The year's No. 1 weather issue hearkens back to the summer, when the season of sun was anything but for eastern Canada. Rays of sunshine were replaced with reams of rain as provinces from Ontario to Newfoundland and Labrador endured the wettest summer on record.
What was good for gardens, senior Environment Canada climatologist David Phillips said, wasn't so great for enjoying the patio.
"It was the classic water torture test — drip, drip, drip," he said Tuesday.
Ice sliced
Running second on the list of the year's top climate stories is Arctic ice loss, a sequel to last year's No. 1 most notable weather story and an issue that has attracted attention beyond Canada's borders.
The midnight sun shines on the Canadian Coast Guard icebreaker Louis S. St-Laurent near Resolute Bay, Nunavut, in July. The Louis takes an annual voyage through Canada's Arctic that includes patrols through the Northwest Passage, which was open to ice-free navigation for the third year in a row in 2008. (Jonathan Hayward/Canadian Press)
The navigable routes of the Northwest Passage and the Northeast Passage (over the top of Russia) were simultaneously free of ice for the first time in recorded history, while the summer of 2008 marked the third consecutive year ships could navigate the Northwest Passage without confronting sea ice.
While more ice disappeared in 2007 than this year, Phillips suggested the trend's perseverance is even more worrisome than the quantity lost. Permanent or thick multi-year ice now comprises just 11 per cent of Canadian Arctic waters, compared with 16 per cent last year.
"What's worrisome," Phillips said, "is this happened following the coldest winter in eight years."
Winter of discontent
Indeed, the "never-ending winter of 2008," as he called it, was one of the longest, snowiest winters in eastern Canadian history, and provided a frigid foreshadowing of the "pre-winter shockers" suffered across the country earlier this month. Last winter served up three of Environment Canada's top 10 weather stories of the year.
In Quebec and Ontario in particular, snowfall totals — upward of 500 centimetres in half a dozen locations — were just shy of breaking records at the end of last winter.

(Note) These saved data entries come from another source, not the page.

//! 核心算法模块
//!
//! 剖面数据模型、峰形模型族、最小二乘引擎、逐剖面拟合、周期标注与噪声统计。
//! 本模块不做任何I/O，全部为纯计算。

pub mod cycle_annotator;
pub mod least_squares;
pub mod noise_stats;
pub mod peak_fitter;
pub mod peak_model;
pub mod profile;
pub mod spline;

// 重新导出公共接口
pub use cycle_annotator::{CycleAnnotator, CycleLabel, CycleSample, Direction};
pub use least_squares::{CurveFitResult, OptimizerOptions};
pub use peak_fitter::{FitContext, FitSeries, fit_displacements};
pub use peak_model::{PeakFunction, PeakModel};
pub use profile::{
    AnalysisRow, AnchorPoints, FitWindow, IntensityProfile, PeakFit, Point, ProfileRecord,
};
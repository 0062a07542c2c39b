//! 输出格式化模块
//!
//! 运行汇总、峰形模型列表与噪声统计的终端表格。

use comfy_table::{Cell, CellAlignment, ContentArrangement, Table, presets::UTF8_FULL};

use super::processor::RunSummary;
use super::utils;
use crate::core::noise_stats::StatsDescription;
use crate::core::peak_model::{PeakFunction, PeakModel};

fn new_table() -> Table {
    let mut table = Table::new();
    table.load_preset(UTF8_FULL);
    table.set_content_arrangement(ContentArrangement::Dynamic);
    table
}

fn right(text: impl ToString) -> Cell {
    Cell::new(text.to_string()).set_alignment(CellAlignment::Right)
}

/// 可用峰形模型表
pub fn format_model_table() -> String {
    let mut table = new_table();
    table.set_header(vec![
        "Model / 模型",
        "Key / 标识",
        "Parameters / 参数",
        "Beam width / 光束宽度",
    ]);
    for model in PeakModel::available_models() {
        table.add_row(vec![
            Cell::new(model.name()),
            Cell::new(model.key()),
            Cell::new(model.parameter_names().join(", ")),
            Cell::new(if model.supports_beam_width() { "✓" } else { "" }),
        ]);
    }
    table.to_string()
}

/// 分析运行汇总
pub fn format_run_summary(summary: &RunSummary) -> String {
    let mut output = String::new();
    output.push_str(&format!(
        "📊 {} → {}\n",
        utils::extract_filename_lossy(&summary.data_path),
        summary.output_path.display()
    ));

    let mut table = new_table();
    table.set_header(vec!["Item / 项目", "Value / 数值"]);
    table.add_row(vec![Cell::new("Moving peak / 移动峰"), Cell::new(summary.moving_model)]);
    table.add_row(vec![
        Cell::new("Reference peak / 参考峰"),
        Cell::new(summary.reference_model.unwrap_or("-")),
    ]);
    table.add_row(vec![
        Cell::new("Chunks / 数据块"),
        right(summary.report.chunks_processed),
    ]);
    table.add_row(vec![
        Cell::new("Rows written / 写出行数"),
        right(summary.report.rows_written),
    ]);
    table.add_row(vec![
        Cell::new("Malformed rows dropped / 丢弃畸形行"),
        right(summary.report.rows_dropped),
    ]);
    if summary.report.trimmed_trailing_row {
        table.add_row(vec![
            Cell::new("Incomplete cycle trimmed / 去除不完整周期"),
            right("1"),
        ]);
    }
    table.add_row(vec![
        Cell::new("Elapsed (s) / 耗时"),
        right(format!("{:.2}", summary.elapsed.as_secs_f64())),
    ]);
    output.push_str(&table.to_string());

    if let Some(path) = &summary.fit_results_path {
        output.push_str(&format!("\n🗂️  拟合细节 / Fit details: {}", path.display()));
    }
    output
}

/// 噪声统计表（单位 nm）
pub fn format_stats_table(stats: &StatsDescription) -> String {
    let mut table = new_table();
    table.set_header(vec!["Statistic / 统计量", "Value / 数值"]);
    let rows: [(&str, String); 11] = [
        ("count / 样本数", stats.size.to_string()),
        ("minimum (nm)", format!("{:.3}", stats.min)),
        ("maximum (nm)", format!("{:.3}", stats.max)),
        ("mean (nm)", format!("{:.3}", stats.mean)),
        ("std.dev (nm)", format!("{:.3}", stats.std_dev())),
        ("variance (nm²)", format!("{:.3}", stats.variance)),
        ("25% (nm)", format!("{:.3}", stats.q25)),
        ("50% (nm)", format!("{:.3}", stats.median)),
        ("75% (nm)", format!("{:.3}", stats.q75)),
        ("skewness", format!("{:.3}", stats.skewness)),
        ("kurtosis", format!("{:.3}", stats.kurtosis)),
    ];
    for (name, value) in rows {
        table.add_row(vec![Cell::new(name), right(value)]);
    }
    table.to_string()
}
//! odm-noise - 位移噪声分析
//!
//! 读取分析结果CSV，在选定的行区间上做多项式去趋势，
//! 残差换算为纳米后输出描述统计，并写入 position_noise_stats.txt。

use std::path::PathBuf;

use anyhow::{Context, Result, bail};
use clap::{Parser, ValueEnum};
use serde::Serialize;

use odm_analysis_tool::core::noise_stats::{StatsDescription, describe, detrended_noise};
use odm_analysis_tool::source::{FitSettings, read_analysis_csv};
use odm_analysis_tool::tools::constants::output_files;
use odm_analysis_tool::tools::format_stats_table;
use odm_analysis_tool::tools::utils::sibling_path;

#[derive(Debug, Clone, Copy, PartialEq, Eq, ValueEnum)]
enum OutputFormat {
    Table,
    Text,
    Json,
}

#[derive(Parser)]
#[command(name = "odm-noise")]
#[command(about = "位移噪声分析 / Displacement noise analysis")]
#[command(version)]
struct Cli {
    /// 分析结果CSV
    /// Analysis CSV produced by odm-fit
    #[arg(default_value = output_files::ANALYSIS_CSV)]
    input: PathBuf,

    /// 拟合设置文件（读取 px_to_nm，默认同目录 fitSettings.json）
    /// Settings file holding px_to_nm
    #[arg(long, short)]
    settings: Option<PathBuf>,

    /// 直接指定像素到纳米换算系数（优先于设置文件）
    /// Pixel to nanometre factor, overrides the settings file
    #[arg(long)]
    px_to_nm: Option<f64>,

    /// 区间起始行（含）
    /// First row of the range (inclusive)
    #[arg(long, default_value_t = 0)]
    start: usize,

    /// 区间结束行（不含，默认到末尾）
    /// End row of the range (exclusive)
    #[arg(long)]
    end: Option<usize>,

    /// 去趋势多项式次数
    /// Polynomial degree of the trend
    #[arg(long, short, default_value_t = 1)]
    degree: usize,

    /// 终端输出格式
    /// Console output format
    #[arg(long, value_enum, default_value_t = OutputFormat::Table)]
    format: OutputFormat,

    /// 统计结果文件（默认同目录 position_noise_stats.txt）
    /// Stats output file
    #[arg(long, short)]
    output: Option<PathBuf>,
}

#[derive(Serialize)]
struct NoiseReport {
    input: String,
    rows: (usize, usize),
    degree: usize,
    px_to_nm: f64,
    stats: StatsDescription,
}

fn resolve_px_to_nm(cli: &Cli) -> Result<f64> {
    if let Some(value) = cli.px_to_nm {
        if !(value.is_finite() && value > 0.0) {
            bail!("px_to_nm must be positive / 换算系数必须为正数: {value}");
        }
        return Ok(value);
    }
    let path = cli
        .settings
        .clone()
        .unwrap_or_else(|| sibling_path(&cli.input, output_files::FIT_SETTINGS));
    if !path.is_file() {
        eprintln!(
            "[WARNING] 未找到设置文件，使用 px_to_nm = 1 / Settings not found, using px_to_nm = 1: {}",
            path.display()
        );
        return Ok(1.0);
    }
    let settings = FitSettings::load(&path)
        .with_context(|| format!("Failed to load settings / 读取设置失败: {}", path.display()))?;
    Ok(settings.px_to_nm)
}

fn main() -> Result<()> {
    env_logger::Builder::from_env(env_logger::Env::default().default_filter_or("info")).init();
    let cli = Cli::parse();

    let px_to_nm = resolve_px_to_nm(&cli)?;
    let records = read_analysis_csv(&cli.input, Some(px_to_nm))
        .with_context(|| format!("Failed to read / 读取失败: {}", cli.input.display()))?;

    let end = cli.end.unwrap_or(records.len()).min(records.len());
    if cli.start >= end {
        bail!(
            "Empty row range / 行区间为空: [{}, {end}) of {} rows",
            cli.start,
            records.len()
        );
    }

    let displacement: Vec<f64> = records[cli.start..end]
        .iter()
        .map(|r| r.displacement)
        .collect();
    let noise = detrended_noise(&displacement, cli.degree, px_to_nm)
        .context("Polynomial fit failed / 多项式拟合失败")?;
    let stats = describe(&noise).context("Statistics failed / 统计失败")?;

    let report = NoiseReport {
        input: cli.input.display().to_string(),
        rows: (cli.start, end),
        degree: cli.degree,
        px_to_nm,
        stats,
    };

    match cli.format {
        OutputFormat::Table => {
            println!(
                "Noise Report / 噪声报告: rows [{}, {end}), degree {}",
                cli.start, cli.degree
            );
            println!("{}", format_stats_table(&stats));
        }
        OutputFormat::Text => println!("{stats}"),
        OutputFormat::Json => println!("{}", serde_json::to_string_pretty(&report)?),
    }

    let output = cli
        .output
        .clone()
        .unwrap_or_else(|| sibling_path(&cli.input, output_files::NOISE_STATS));
    let content = if cli.format == OutputFormat::Json {
        serde_json::to_string_pretty(&report)?
    } else {
        format!("{stats}\n")
    };
    std::fs::write(&output, content)
        .with_context(|| format!("Failed to write / 写入失败: {}", output.display()))?;
    println!("💾 {}", output.display());

    Ok(())
}
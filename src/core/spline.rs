//! 样条模型的插值基础设施
//!
//! - [`gaussian_filter1d`]：高斯平滑（反射边界，截断半径 4σ）
//! - [`CubicSpline`]：not-a-knot 边界条件的三次插值样条，区间外按端段多项式外推

use crate::error::{OdmError, OdmResult};

/// 高斯核截断倍数（半径 = ⌊truncate·σ + 0.5⌋）
const GAUSSIAN_TRUNCATE: f64 = 4.0;

/// 对称反射边界：`d c b a | a b c d | d c b a`
#[inline]
fn reflect_index(i: isize, n: usize) -> usize {
    let period = 2 * n as isize;
    let m = i.rem_euclid(period);
    if m < n as isize {
        m as usize
    } else {
        (period - 1 - m) as usize
    }
}

fn gaussian_kernel(sigma: f64) -> Vec<f64> {
    let radius = (GAUSSIAN_TRUNCATE * sigma + 0.5) as usize;
    let denom = 2.0 * sigma * sigma;
    let mut weights: Vec<f64> = (-(radius as isize)..=radius as isize)
        .map(|k| (-((k * k) as f64) / denom).exp())
        .collect();
    let total: f64 = weights.iter().sum();
    weights.iter_mut().for_each(|w| *w /= total);
    weights
}

/// 一维高斯平滑
///
/// `sigma <= 0` 或输入为空时原样返回。
pub fn gaussian_filter1d(input: &[f64], sigma: f64) -> Vec<f64> {
    let n = input.len();
    if n == 0 || sigma <= 0.0 {
        return input.to_vec();
    }
    let kernel = gaussian_kernel(sigma);
    let radius = (kernel.len() / 2) as isize;

    (0..n as isize)
        .map(|i| {
            kernel
                .iter()
                .enumerate()
                .map(|(k, w)| w * input[reflect_index(i + k as isize - radius, n)])
                .sum()
        })
        .collect()
}

/// not-a-knot 三次插值样条
#[derive(Debug, Clone, PartialEq)]
pub struct CubicSpline {
    x: Vec<f64>,
    y: Vec<f64>,
    /// 各节点处的二阶导数
    second_derivatives: Vec<f64>,
}

impl CubicSpline {
    /// 最少节点数（not-a-knot 条件需要至少两个内部节点）
    pub const MIN_POINTS: usize = 4;

    pub fn new(x: &[f64], y: &[f64]) -> OdmResult<Self> {
        let n = x.len();
        if n != y.len() {
            return Err(OdmError::InvalidInput(format!(
                "样条节点x与y长度不一致: {n} vs {}",
                y.len()
            )));
        }
        if n < Self::MIN_POINTS {
            return Err(OdmError::InvalidInput(format!(
                "样条至少需要 {} 个节点，实际 {n}",
                Self::MIN_POINTS
            )));
        }
        if x.windows(2).any(|w| !(w[1] > w[0])) {
            return Err(OdmError::InvalidInput("样条节点x必须严格递增".to_string()));
        }

        let second_derivatives = solve_not_a_knot(x, y);
        Ok(Self {
            x: x.to_vec(),
            y: y.to_vec(),
            second_derivatives,
        })
    }

    /// 以整数像素 `offset, offset+1, ...` 为节点构造样条
    pub fn from_samples(offset: usize, samples: &[f64]) -> OdmResult<Self> {
        let x: Vec<f64> = (offset..offset + samples.len()).map(|i| i as f64).collect();
        Self::new(&x, samples)
    }

    #[inline]
    pub fn x_min(&self) -> f64 {
        self.x[0]
    }

    #[inline]
    pub fn x_max(&self) -> f64 {
        self.x[self.x.len() - 1]
    }

    /// 样条取值；区间外沿用首末段多项式
    pub fn eval(&self, t: f64) -> f64 {
        let n = self.x.len();
        // 落点所在区间 [x_i, x_{i+1}]，夹紧到 [0, n-2]
        let i = self
            .x
            .partition_point(|&xi| xi <= t)
            .saturating_sub(1)
            .min(n - 2);

        let (x0, x1) = (self.x[i], self.x[i + 1]);
        let (y0, y1) = (self.y[i], self.y[i + 1]);
        let (m0, m1) = (self.second_derivatives[i], self.second_derivatives[i + 1]);
        let h = x1 - x0;
        let left = x1 - t;
        let right = t - x0;

        m0 * left.powi(3) / (6.0 * h)
            + m1 * right.powi(3) / (6.0 * h)
            + (y0 / h - m0 * h / 6.0) * left
            + (y1 / h - m1 * h / 6.0) * right
    }
}

/// 求解二阶导数 M₀..Mₙ₋₁
///
/// 两端的 not-a-knot 条件（首末内部节点处三阶导连续）消去 M₀ 与 Mₙ₋₁，
/// 剩余未知量 M₁..Mₙ₋₂ 构成三对角系统，用追赶法求解。
fn solve_not_a_knot(x: &[f64], y: &[f64]) -> Vec<f64> {
    let n = x.len();
    let h: Vec<f64> = x.windows(2).map(|w| w[1] - w[0]).collect();
    let k = n - 2;

    let mut sub = vec![0.0; k];
    let mut diag = vec![0.0; k];
    let mut sup = vec![0.0; k];
    let mut rhs = vec![0.0; k];

    for row in 0..k {
        let i = row + 1;
        let (ha, hb) = (h[i - 1], h[i]);
        sub[row] = ha;
        diag[row] = 2.0 * (ha + hb);
        sup[row] = hb;
        rhs[row] = 6.0 * ((y[i + 1] - y[i]) / hb - (y[i] - y[i - 1]) / ha);
    }

    // M₀ = (1 + h₀/h₁)·M₁ − (h₀/h₁)·M₂
    let (h0, h1) = (h[0], h[1]);
    diag[0] += h0 + h0 * h0 / h1;
    sup[0] -= h0 * h0 / h1;
    sub[0] = 0.0;

    // Mₙ₋₁ = (1 + b/a)·Mₙ₋₂ − (b/a)·Mₙ₋₃，a = hₙ₋₃，b = hₙ₋₂
    let (a, b) = (h[n - 3], h[n - 2]);
    diag[k - 1] += b + b * b / a;
    sub[k - 1] -= b * b / a;
    sup[k - 1] = 0.0;

    let inner = thomas(&sub, &diag, &sup, &rhs);

    let mut m = Vec::with_capacity(n);
    m.push((1.0 + h0 / h1) * inner[0] - (h0 / h1) * inner[1]);
    m.extend_from_slice(&inner);
    m.push((1.0 + b / a) * inner[k - 1] - (b / a) * inner[k - 2]);
    m
}

/// 追赶法求解三对角方程组
fn thomas(sub: &[f64], diag: &[f64], sup: &[f64], rhs: &[f64]) -> Vec<f64> {
    let k = diag.len();
    let mut c = vec![0.0; k];
    let mut d = vec![0.0; k];

    c[0] = sup[0] / diag[0];
    d[0] = rhs[0] / diag[0];
    for i in 1..k {
        let denom = diag[i] - sub[i] * c[i - 1];
        c[i] = sup[i] / denom;
        d[i] = (rhs[i] - sub[i] * d[i - 1]) / denom;
    }

    let mut out = vec![0.0; k];
    out[k - 1] = d[k - 1];
    for i in (0..k - 1).rev() {
        out[i] = d[i] - c[i] * out[i + 1];
    }
    out
}

#[cfg(test)]
mod tests {
    use super::*;
    use approx::assert_abs_diff_eq;

    fn cubic(t: f64) -> f64 {
        0.5 * t * t * t - 2.0 * t * t + t - 3.0
    }

    #[test]
    fn test_spline_reproduces_cubic_polynomial() {
        let x: Vec<f64> = (0..12).map(f64::from).collect();
        let y: Vec<f64> = x.iter().map(|&t| cubic(t)).collect();
        let spline = CubicSpline::new(&x, &y).unwrap();

        for t in [0.0, 0.25, 3.7, 6.5, 10.99, 11.0] {
            assert_abs_diff_eq!(spline.eval(t), cubic(t), epsilon = 1e-8);
        }
        // 外推沿端段多项式，三次函数仍然精确
        assert_abs_diff_eq!(spline.eval(-1.5), cubic(-1.5), epsilon = 1e-7);
        assert_abs_diff_eq!(spline.eval(13.0), cubic(13.0), epsilon = 1e-7);
    }

    #[test]
    fn test_spline_minimum_four_points_is_single_cubic() {
        let x = [1.0, 2.0, 4.0, 5.0];
        let y: Vec<f64> = x.iter().map(|&t| cubic(t)).collect();
        let spline = CubicSpline::new(&x, &y).unwrap();
        assert_abs_diff_eq!(spline.eval(3.0), cubic(3.0), epsilon = 1e-9);
    }

    #[test]
    fn test_spline_interpolates_knots() {
        let y = [3.0, 1.0, 4.0, 1.0, 5.0, 9.0, 2.0, 6.0];
        let spline = CubicSpline::from_samples(10, &y).unwrap();
        for (i, &v) in y.iter().enumerate() {
            assert_abs_diff_eq!(spline.eval(10.0 + i as f64), v, epsilon = 1e-10);
        }
        assert_eq!(spline.x_min(), 10.0);
        assert_eq!(spline.x_max(), 17.0);
    }

    #[test]
    fn test_spline_rejects_short_or_unsorted_input() {
        assert!(CubicSpline::new(&[0.0, 1.0, 2.0], &[0.0, 1.0, 0.0]).is_err());
        assert!(CubicSpline::new(&[0.0, 2.0, 1.0, 3.0], &[0.0; 4]).is_err());
    }

    #[test]
    fn test_gaussian_filter_preserves_constant_signal() {
        let smoothed = gaussian_filter1d(&[7.0; 30], 2.0);
        assert!(smoothed.iter().all(|&v| (v - 7.0).abs() < 1e-12));
    }

    #[test]
    fn test_gaussian_filter_reflect_boundary_and_symmetry() {
        let mut impulse = vec![0.0; 41];
        impulse[20] = 1.0;
        let smoothed = gaussian_filter1d(&impulse, 2.0);
        // 核半径为8，对称且总和为1
        assert_eq!(smoothed[11], 0.0);
        assert!(smoothed[12] > 0.0);
        assert_abs_diff_eq!(smoothed[18], smoothed[22], epsilon = 1e-15);
        assert_abs_diff_eq!(smoothed.iter().sum::<f64>(), 1.0, epsilon = 1e-12);

        // 反射边界不丢失质量
        let ramp: Vec<f64> = (0..5).map(f64::from).collect();
        let short = gaussian_filter1d(&ramp, 2.0);
        assert_eq!(short.len(), 5);
        assert_abs_diff_eq!(short.iter().sum::<f64>(), 10.0, epsilon = 1e-9);
    }

    #[test]
    fn test_reflect_index() {
        assert_eq!(reflect_index(-1, 4), 0);
        assert_eq!(reflect_index(-2, 4), 1);
        assert_eq!(reflect_index(4, 4), 3);
        assert_eq!(reflect_index(5, 4), 2);
        assert_eq!(reflect_index(9, 4), 1);
    }
}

Residents of Ottawa didn't see bare ground for 143 days straight between the end of November 2007 and April 2008, the longest stretch of snow cover ever noted for the city.
Not long after complaints that last winter didn't end soon enough had settled, Mother Nature served Canadians a quick backhand with a massive cold wave that engulfed all of western North America in the second week of December. For the Prairie provinces, which were coming out of one of the balmiest Novembers in memory, the sting was sharp.
Winds dragged temperatures down so low it felt like –45 C with the wind chill in some places; the low temperature of –36 C in Edmonton on Dec. 14 made Alberta's capital city colder than the North Pole. As the weather swept west, perhaps the most astounding sight was in Vancouver, which made a rare claim to its fifth white Christmas in 50 years.
On Vancouver Island near the cities of Duncan and Nanaimo, snowfalls ranged from 40 to 50 cm — likely one of the heaviest snowfalls there at any time of the year over the last 61 years, according to Environment Canada.
"Even in Canada, the snowiest and second-coldest country in the world, it's rare for the entire country to be blanketed in snow and engulfed in cold Arctic air — all before the first full day of winter," Phillips notes in his report, which ranks the early-winter whack the No. 5 weather story of the year.
Water, water everywhere
Flooding, hail, hurricanes and ice storms all elbowed their way onto the list, too.
Workers turn off the water supply to a flooded house in Fredericton in May. The St. John River reached near-record flood levels, leaving several streets in the New Brunswick capital impassable. (Andrew Vaughan/Canadian Press)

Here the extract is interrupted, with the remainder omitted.